Aim of the task:
Determine how many lines of the listing below hold the string "status", then state that number alone.

Raw data:
++++++++
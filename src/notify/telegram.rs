//! Telegram push notifications via the Bot API.

use std::time::Duration;

use serde::Deserialize;
use tracing::{info, instrument, warn};

use crate::arbitrage::Opportunity;
use crate::config::Config;
use crate::error::NotifyError;

use super::format::{escape_html, format_opportunity};

const TELEGRAM_API: &str = "https://api.telegram.org";

/// Subset of the Bot API response envelope.
#[derive(Debug, Deserialize)]
struct ApiResponse {
    ok: bool,
    #[serde(default)]
    description: Option<String>,
}

/// Sends messages to a fixed chat.
#[derive(Debug, Clone)]
pub struct TelegramNotifier {
    http: reqwest::Client,
    api_base: String,
    token: String,
    chat_id: String,
}

impl TelegramNotifier {
    /// Create a notifier for `chat_id` using bot `token`.
    pub fn new(token: impl Into<String>, chat_id: impl Into<String>) -> Self {
        Self {
            http: reqwest::Client::builder()
                .timeout(Duration::from_secs(10))
                .build()
                .unwrap_or_default(),
            api_base: TELEGRAM_API.to_string(),
            token: token.into(),
            chat_id: chat_id.into(),
        }
    }

    /// Build a notifier when both token and chat id are configured.
    pub fn from_config(config: &Config) -> Option<Self> {
        if !config.telegram_enabled() {
            return None;
        }
        match (&config.telegram_bot_token, &config.telegram_chat_id) {
            (Some(token), Some(chat_id)) => Some(Self::new(token.clone(), chat_id.clone())),
            _ => None,
        }
    }

    /// Point the notifier at another Bot API host.
    pub fn with_api_base(mut self, api_base: &str) -> Self {
        self.api_base = api_base.trim_end_matches('/').to_string();
        self
    }

    /// Chat messages are delivered to.
    pub fn chat_id(&self) -> &str {
        &self.chat_id
    }

    /// `sendMessage` request body for plain `text`.
    pub fn payload(&self, text: &str) -> serde_json::Value {
        serde_json::json!({
            "chat_id": self.chat_id,
            "text": format!("<pre>{}</pre>", escape_html(text)),
            "parse_mode": "HTML",
            "disable_web_page_preview": true,
        })
    }

    /// Send plain text, wrapped in a `<pre>` block.
    #[instrument(skip(self, text), fields(chat_id = %self.chat_id))]
    pub async fn send_text(&self, text: &str) -> Result<(), NotifyError> {
        let url = format!("{}/bot{}/sendMessage", self.api_base, self.token);
        let response = self.http.post(&url).json(&self.payload(text)).send().await?;

        let status = response.status();
        let body = response.text().await.unwrap_or_default();
        if !status.is_success() {
            warn!(%status, "Telegram sendMessage failed");
            return Err(NotifyError::SendFailed(format!(
                "HTTP {}: {}",
                status,
                truncate(&body, 200)
            )));
        }

        match serde_json::from_str::<ApiResponse>(&body) {
            Ok(reply) if reply.ok => {
                info!("Telegram message sent");
                Ok(())
            }
            Ok(reply) => Err(NotifyError::SendFailed(
                reply.description.unwrap_or_else(|| "ok=false".to_string()),
            )),
            Err(e) => Err(NotifyError::SendFailed(format!("bad response: {}", e))),
        }
    }

    /// Send one formatted opportunity.
    pub async fn notify(&self, opportunity: &Opportunity) -> Result<(), NotifyError> {
        self.send_text(&format_opportunity(opportunity)).await
    }
}

fn truncate(s: &str, max: usize) -> &str {
    match s.char_indices().nth(max) {
        Some((idx, _)) => &s[..idx],
        None => s,
    }
}
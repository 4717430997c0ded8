//! Two-way sports surebet scanner.
//!
//! A surebet exists when the best decimal odds for the two outcomes of an
//! event, taken from different bookmakers, satisfy `1/a + 1/b < 1`. Staking
//! in proportion to the inverse odds then returns the same amount whichever
//! side wins:
//!
//! ```text
//! Home @ 2.10 (Pinnacle):  stake 49.40 -> 103.74
//! Away @ 2.05 (Smarkets):  stake 50.60 -> 103.73
//! ─────────────────────────────────────────────
//! 1/2.10 + 1/2.05 = 0.9640 < 1   ROI 3.73%
//! ```
//!
//! # Modules
//!
//! - [`arbitrage`]: Best prices, arbitrage math, filtering and ranking
//! - [`odds`]: Odds API client, normalization and caching
//! - [`scanner`]: Scan service tying the feed to the engine
//! - [`notify`]: Message formatting and Telegram delivery
//! - [`api`]: HTTP API for surebets, health and metrics
//! - [`config`]: Configuration loading from environment
//! - [`error`]: Unified error types
//! - [`metrics`]: Prometheus metrics
//! - [`utils`]: Utility functions

pub mod api;
pub mod arbitrage;
pub mod config;
pub mod error;
pub mod metrics;
pub mod notify;
pub mod odds;
pub mod scanner;
pub mod utils;

pub use config::Config;
pub use error::{Result, SurebetError};
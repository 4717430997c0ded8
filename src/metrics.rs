//! Prometheus metrics for scans, odds fetches and notifications.

use std::time::Instant;

use metrics::{counter, describe_counter, describe_histogram, histogram};
use metrics_exporter_prometheus::{BuildError, PrometheusBuilder, PrometheusHandle};
use tracing::debug;

// === Metric Name Constants ===

/// Odds fetch latency metric name.
pub const METRIC_ODDS_FETCH_LATENCY: &str = "odds_fetch_latency_ms";
/// Scan latency metric name.
pub const METRIC_SCAN_LATENCY: &str = "scan_latency_ms";
/// Scans counter metric name.
pub const METRIC_SCANS: &str = "scans_total";
/// Odds fetches counter metric name.
pub const METRIC_ODDS_FETCHES: &str = "odds_fetches_total";
/// Odds fetch failures counter metric name.
pub const METRIC_ODDS_FETCH_FAILURES: &str = "odds_fetch_failures_total";
/// Cache hits counter metric name.
pub const METRIC_CACHE_HITS: &str = "odds_cache_hits_total";
/// Cache misses counter metric name.
pub const METRIC_CACHE_MISSES: &str = "odds_cache_misses_total";
/// Surebets detected counter metric name.
pub const METRIC_SUREBETS_DETECTED: &str = "surebets_detected_total";
/// Skipped events counter metric name.
pub const METRIC_EVENTS_SKIPPED: &str = "events_skipped_total";
/// Notifications sent counter metric name.
pub const METRIC_NOTIFICATIONS_SENT: &str = "notifications_sent_total";
/// Notifications failed counter metric name.
pub const METRIC_NOTIFICATIONS_FAILED: &str = "notifications_failed_total";

/// Initialize all metric descriptions.
/// Call this once at startup to register metrics with descriptions.
pub fn init_metrics() {
    describe_histogram!(
        METRIC_ODDS_FETCH_LATENCY,
        "Odds API request latency in milliseconds"
    );
    describe_histogram!(
        METRIC_SCAN_LATENCY,
        "Time to fetch odds and detect surebets in milliseconds"
    );

    describe_counter!(METRIC_SCANS, "Total number of scans run");
    describe_counter!(METRIC_ODDS_FETCHES, "Total number of odds API requests");
    describe_counter!(
        METRIC_ODDS_FETCH_FAILURES,
        "Total number of odds API requests that failed"
    );
    describe_counter!(METRIC_CACHE_HITS, "Odds snapshot cache hits");
    describe_counter!(METRIC_CACHE_MISSES, "Odds snapshot cache misses");
    describe_counter!(
        METRIC_SUREBETS_DETECTED,
        "Total number of surebets detected"
    );
    describe_counter!(
        METRIC_EVENTS_SKIPPED,
        "Events skipped because of bad or insufficient data"
    );
    describe_counter!(
        METRIC_NOTIFICATIONS_SENT,
        "Total number of notifications delivered"
    );
    describe_counter!(
        METRIC_NOTIFICATIONS_FAILED,
        "Total number of notifications that failed"
    );

    debug!("Metrics initialized");
}

/// Install the global Prometheus recorder and return a handle for rendering.
pub fn install_prometheus() -> Result<PrometheusHandle, BuildError> {
    let handle = PrometheusBuilder::new().install_recorder()?;
    init_metrics();
    Ok(handle)
}

/// Record odds fetch latency.
pub fn record_odds_fetch_latency(start: Instant, sport: &str) {
    let latency_ms = start.elapsed().as_secs_f64() * 1000.0;
    histogram!(METRIC_ODDS_FETCH_LATENCY, "sport" => sport.to_string()).record(latency_ms);
}

/// Increment odds fetches counter.
pub fn inc_odds_fetches() {
    counter!(METRIC_ODDS_FETCHES).increment(1);
}

/// Increment odds fetch failures counter.
pub fn inc_odds_fetch_failures(sport: &str) {
    counter!(METRIC_ODDS_FETCH_FAILURES, "sport" => sport.to_string()).increment(1);
}

/// Increment cache hits counter.
pub fn inc_cache_hits() {
    counter!(METRIC_CACHE_HITS).increment(1);
}

/// Increment cache misses counter.
pub fn inc_cache_misses() {
    counter!(METRIC_CACHE_MISSES).increment(1);
}

/// Increment scans counter.
pub fn inc_scans() {
    counter!(METRIC_SCANS).increment(1);
}

/// Add to surebets detected counter.
pub fn add_surebets_detected(count: usize) {
    counter!(METRIC_SUREBETS_DETECTED).increment(count as u64);
}

/// Increment skipped events counter.
pub fn inc_events_skipped(reason: &'static str) {
    counter!(METRIC_EVENTS_SKIPPED, "reason" => reason).increment(1);
}

/// Increment notifications sent counter.
pub fn inc_notifications_sent() {
    counter!(METRIC_NOTIFICATIONS_SENT).increment(1);
}

/// Increment notifications failed counter.
pub fn inc_notifications_failed() {
    counter!(METRIC_NOTIFICATIONS_FAILED).increment(1);
}

/// RAII guard for timing operations.
/// Automatically records latency when dropped.
pub struct LatencyTimer {
    start: Instant,
    metric_name: &'static str,
}

impl LatencyTimer {
    /// Create a new latency timer for the given metric.
    pub fn new(metric_name: &'static str) -> Self {
        Self {
            start: Instant::now(),
            metric_name,
        }
    }

    /// Get elapsed time in milliseconds (without recording).
    pub fn elapsed_ms(&self) -> f64 {
        self.start.elapsed().as_secs_f64() * 1000.0
    }
}

impl Drop for LatencyTimer {
    fn drop(&mut self) {
        histogram!(self.metric_name).record(self.elapsed_ms());
    }
}

/// Create a latency timer for a full scan.
pub fn timer_scan() -> LatencyTimer {
    LatencyTimer::new(METRIC_SCAN_LATENCY)
}
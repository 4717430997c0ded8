//! Best-price aggregation across bookmakers.

use std::collections::HashSet;

use rust_decimal::Decimal;
use serde::Deserialize;
use smallvec::SmallVec;
use strum::{Display, EnumString};
use tracing::{debug, warn};

use crate::error::ArbitrageError;
use crate::odds::{Bookmaker, Event, Quote, Side};

/// What to do when an allow-list leaves fewer than two bookmakers for an event.
#[derive(Debug, Clone, Copy, PartialEq, Eq, Default, Deserialize, Display, EnumString)]
#[serde(rename_all = "snake_case")]
#[strum(serialize_all = "snake_case")]
pub enum FallbackPolicy {
    /// Skip the event with [`ArbitrageError::InsufficientBookmakers`].
    #[default]
    Skip,
    /// Use every bookmaker quoting the event instead.
    UseAll,
}

/// Restricts which bookmakers may supply the best price.
#[derive(Debug, Clone, PartialEq, Eq, Default)]
pub enum BookmakerFilter {
    /// Every bookmaker is eligible.
    #[default]
    All,
    /// Only the listed bookmaker keys are eligible.
    AllowList {
        /// Allowed bookmaker keys.
        bookmakers: Vec<String>,
        /// Policy when the list leaves fewer than two bookmakers.
        fallback: FallbackPolicy,
    },
}

impl BookmakerFilter {
    /// Build an allow-list filter. An empty list allows every bookmaker.
    pub fn allow_list(bookmakers: Vec<String>, fallback: FallbackPolicy) -> Self {
        if bookmakers.is_empty() {
            BookmakerFilter::All
        } else {
            BookmakerFilter::AllowList {
                bookmakers,
                fallback,
            }
        }
    }

    /// Whether a bookmaker key passes the filter.
    pub fn allows(&self, key: &str) -> bool {
        match self {
            BookmakerFilter::All => true,
            BookmakerFilter::AllowList { bookmakers, .. } => {
                bookmakers.iter().any(|b| b.eq_ignore_ascii_case(key))
            }
        }
    }
}

/// Best available price for one side of an event.
#[derive(Debug, Clone, PartialEq)]
pub struct BestPrice {
    /// Side this price is for.
    pub side: Side,
    /// Outcome label.
    pub outcome: String,
    /// Bookmaker offering the price.
    pub bookmaker: Bookmaker,
    /// Decimal odds.
    pub odds: Decimal,
}

/// Best prices for an event, ordered home then away. Holds 0, 1 or 2 entries.
#[derive(Debug, Clone, Default, PartialEq)]
pub struct BestPrices {
    prices: SmallVec<[BestPrice; 2]>,
}

impl BestPrices {
    /// Best price for a side, if any bookmaker quoted it.
    pub fn get(&self, side: Side) -> Option<&BestPrice> {
        self.prices.iter().find(|p| p.side == side)
    }

    /// Both legs, when both sides are quoted.
    pub fn pair(&self) -> Option<(&BestPrice, &BestPrice)> {
        Some((self.get(Side::Home)?, self.get(Side::Away)?))
    }

    /// Number of quoted sides.
    pub fn len(&self) -> usize {
        self.prices.len()
    }

    /// Whether no side is quoted.
    pub fn is_empty(&self) -> bool {
        self.prices.is_empty()
    }

    /// Iterate in home, away order.
    pub fn iter(&self) -> impl Iterator<Item = &BestPrice> {
        self.prices.iter()
    }
}

/// Reduce an event's quotes to the highest price per side.
///
/// Ties keep the first quote seen, so results are stable for a fixed input order.
/// Quotes tagged with another event id are ignored. Any outcome label other than
/// the event's home/away labels marks a multi-way market, which is rejected.
pub fn best_prices(event: &Event, filter: &BookmakerFilter) -> Result<BestPrices, ArbitrageError> {
    let quotes: Vec<&Quote> = event
        .quotes
        .iter()
        .filter(|q| {
            let ours = q.event_id == event.id;
            if !ours {
                warn!(
                    event = %event.id,
                    quote_event = %q.event_id,
                    bookmaker = %q.bookmaker.key,
                    "Ignoring quote attached to the wrong event"
                );
            }
            ours
        })
        .collect();

    if quotes.is_empty() {
        return Ok(BestPrices::default());
    }

    let extra_outcomes: HashSet<&str> = quotes
        .iter()
        .filter(|q| event.side_of(&q.outcome).is_none())
        .map(|q| q.outcome.as_str())
        .collect();
    if !extra_outcomes.is_empty() {
        return Err(ArbitrageError::TooManyOutcomes {
            event_id: event.id.clone(),
            outcomes: 2 + extra_outcomes.len(),
        });
    }

    let eligible = match filter {
        BookmakerFilter::All => quotes,
        BookmakerFilter::AllowList { fallback, .. } => {
            let allowed: Vec<&Quote> = quotes
                .iter()
                .copied()
                .filter(|q| filter.allows(&q.bookmaker.key))
                .collect();
            let found = distinct_bookmakers(&allowed);

            if found >= 2 {
                allowed
            } else {
                match fallback {
                    FallbackPolicy::Skip => {
                        return Err(ArbitrageError::InsufficientBookmakers {
                            event_id: event.id.clone(),
                            found,
                        })
                    }
                    FallbackPolicy::UseAll => {
                        debug!(
                            event = %event.id,
                            allowed = found,
                            total = distinct_bookmakers(&quotes),
                            "Allow-list too narrow, falling back to all bookmakers"
                        );
                        quotes
                    }
                }
            }
        }
    };

    let mut prices = SmallVec::new();
    for side in [Side::Home, Side::Away] {
        if let Some(best) = best_for_side(event, &eligible, side) {
            prices.push(BestPrice {
                side,
                outcome: best.outcome.clone(),
                bookmaker: best.bookmaker.clone(),
                odds: best.odds,
            });
        }
    }

    Ok(BestPrices { prices })
}

fn best_for_side<'a>(event: &Event, quotes: &[&'a Quote], side: Side) -> Option<&'a Quote> {
    let label = event.label(side);
    let mut best: Option<&Quote> = None;
    for quote in quotes.iter().copied().filter(|q| q.outcome == label) {
        match best {
            Some(current) if quote.odds <= current.odds => {}
            _ => best = Some(quote),
        }
    }
    best
}

fn distinct_bookmakers(quotes: &[&Quote]) -> usize {
    quotes
        .iter()
        .map(|q| q.bookmaker.key.as_str())
        .collect::<HashSet<_>>()
        .len()
}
++++++++
Exercise answer:
4